It’s all very well Case going to talk to Warren Buffet about this. The guy he should have talked to was Jim Clark who said exactly the same things as Case is saying now in 1995 before he started HealthEon. Luckily for Clark the stock market insanity enabled HealthEon to buy up some real companies with their valuable paper despite the fact the company had basically no revenue and no products that seemed to actually work. Amazingly enough they didn’t completely kill their acquisitions in the process—although it was a damn close run thing. Case tried the same thing with Time Warner when AOL bought it….and it survived but as a very wounded beast.

Still if he wants to piss away his $250m or whatever, it’s up to him. But perhaps he should talk to someone who knows something about health care first.

However, if he really wants to change the system he’d have been better off taking either Bill Gates’ approach or trying to agitate for a political solution like Philippe Villers did with Families USA.

QUALITY: Can a hospital CEO get us all to integrate (medicine, that is…)

This is pretty interesting. A fairly hard nosed hospital CEO, under it appears the tutelage of his new wife, gets into alternate and preventative medicine. 

Three years ago, Treuman Katz got some troubling news: At 60, he was on his way to becoming a diabetic. Katz, CEO of Children’s Hospital & Regional Medical Center at the time, could have relied on the region’s top specialists. Instead, the man who had spent nearly 40 years running two of the country’s pre-eminent hospitals reached out to a naturopathic doctor. He took herbal supplements, changed his diet, started yoga and hired a naturopathic trainer. Soon, his blood sugar dropped and he began to feel healthier than he had in years, he said.

Fair enough. But then he tries to integrate it with the care his institution delivers.

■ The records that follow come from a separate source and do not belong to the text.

//! Core value types shared by the parsers and the merge pipeline

mod age_rating;
mod comic_info;
mod format;
mod library_type;
mod parser_info;

pub use age_rating::AgeRating;
pub use comic_info::{ComicInfo, Person, PersonRole};
pub use format::MangaFormat;
pub use library_type::LibraryType;
pub use parser_info::ParserInfo;
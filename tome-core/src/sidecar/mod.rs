//! Embedded metadata extraction
//!
//! Pulls a [`ComicInfo`] record out of a library file so it can be handed to
//! [`crate::ReadingItemParser::parse`]. Comic archives carry a
//! `ComicInfo.xml`; EPUBs carry the same facts in their OPF package.

mod archive;
mod opf;

pub use archive::read_archive_comic_info;
pub use opf::read_epub_comic_info;

use crate::error::Result;
use crate::types::{ComicInfo, MangaFormat};
use std::path::Path;

/// Read the embedded metadata of a file
///
/// Returns `Ok(None)` when the file type carries no readable metadata or the
/// file has none. Errors are reserved for files that claim a container
/// format but cannot be opened as one.
pub fn read_comic_info(path: &Path) -> Result<Option<ComicInfo>> {
    let file_name = path
        .file_name()
        .map(|name| name.to_string_lossy().to_lowercase())
        .unwrap_or_default();

    match MangaFormat::from_path(&file_name) {
        MangaFormat::Archive if is_zip(&file_name) => read_archive_comic_info(path),
        MangaFormat::Epub => read_epub_comic_info(path),
        _ => {
            tracing::trace!(path = %path.display(), "no embedded metadata for file type");
            Ok(None)
        }
    }
}

fn is_zip(file_name: &str) -> bool {
    file_name.ends_with(".cbz") || file_name.ends_with(".zip")
}

#[cfg(test)]
mod tests {
    use super::*;
    use std::io::Write;
    use tempfile::TempDir;

    #[test]
    fn test_unsupported_types_have_no_metadata() {
        let dir = TempDir::new().unwrap();
        for name in ["Batman 001.cbr", "Scan.pdf", "page.png", "notes.txt"] {
            let path = dir.path().join(name);
            std::fs::File::create(&path)
                .unwrap()
                .write_all(b"data")
                .unwrap();
            assert!(read_comic_info(&path).unwrap().is_none(), "{name}");
        }
    }

    #[test]
    fn test_missing_file_is_an_error() {
        let dir = TempDir::new().unwrap();
        assert!(read_comic_info(&dir.path().join("missing.cbz")).is_err());
    }
}
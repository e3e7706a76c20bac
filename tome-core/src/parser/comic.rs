//! Comic dialect

use super::tokens::Flavor;
use super::FilenameParser;
use crate::types::LibraryType;

/// Issues written as `#012`, `Issue 12` or a trailing number
pub struct ComicParser;

impl FilenameParser for ComicParser {
    fn library_type(&self) -> LibraryType {
        LibraryType::Comic
    }

    fn flavor(&self) -> Flavor {
        Flavor::Comic
    }
}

That opportunity came five years ago, when Katz and his medical staff
started to notice an intriguing trend: More than half of their patients
were using natural medicine but not telling their doctors. Therapies
ranged from herbal supplements to acupuncture.

So Katz organized a small group of physicians to visit Bastyr to
start connecting NDs — naturopathic doctors — and MDs, Molteni said.
Brown-bag lunches with Bastyr naturopaths followed. The hospital put
together a group to study how herbs could affect drugs. It hired two
anesthesiologists/acupuncturists and will work with Bastyr to bring on
a chiropractor, a naturopathic doctor and a traditional
Chinese-medicine practitioner within the next year or two.

I live in a city with more than 70 yoga studios and probably more than 300 acupuncturists, so there is something going on in the alternate care movement that deserves some level of integration with tradition western care. This might be one approach that makes sense.

BLOGS: Grand Rounds up at Medpundit, and here next week

Whoops. If you’re looking for the December 28th, Grand Rounds please click HERE.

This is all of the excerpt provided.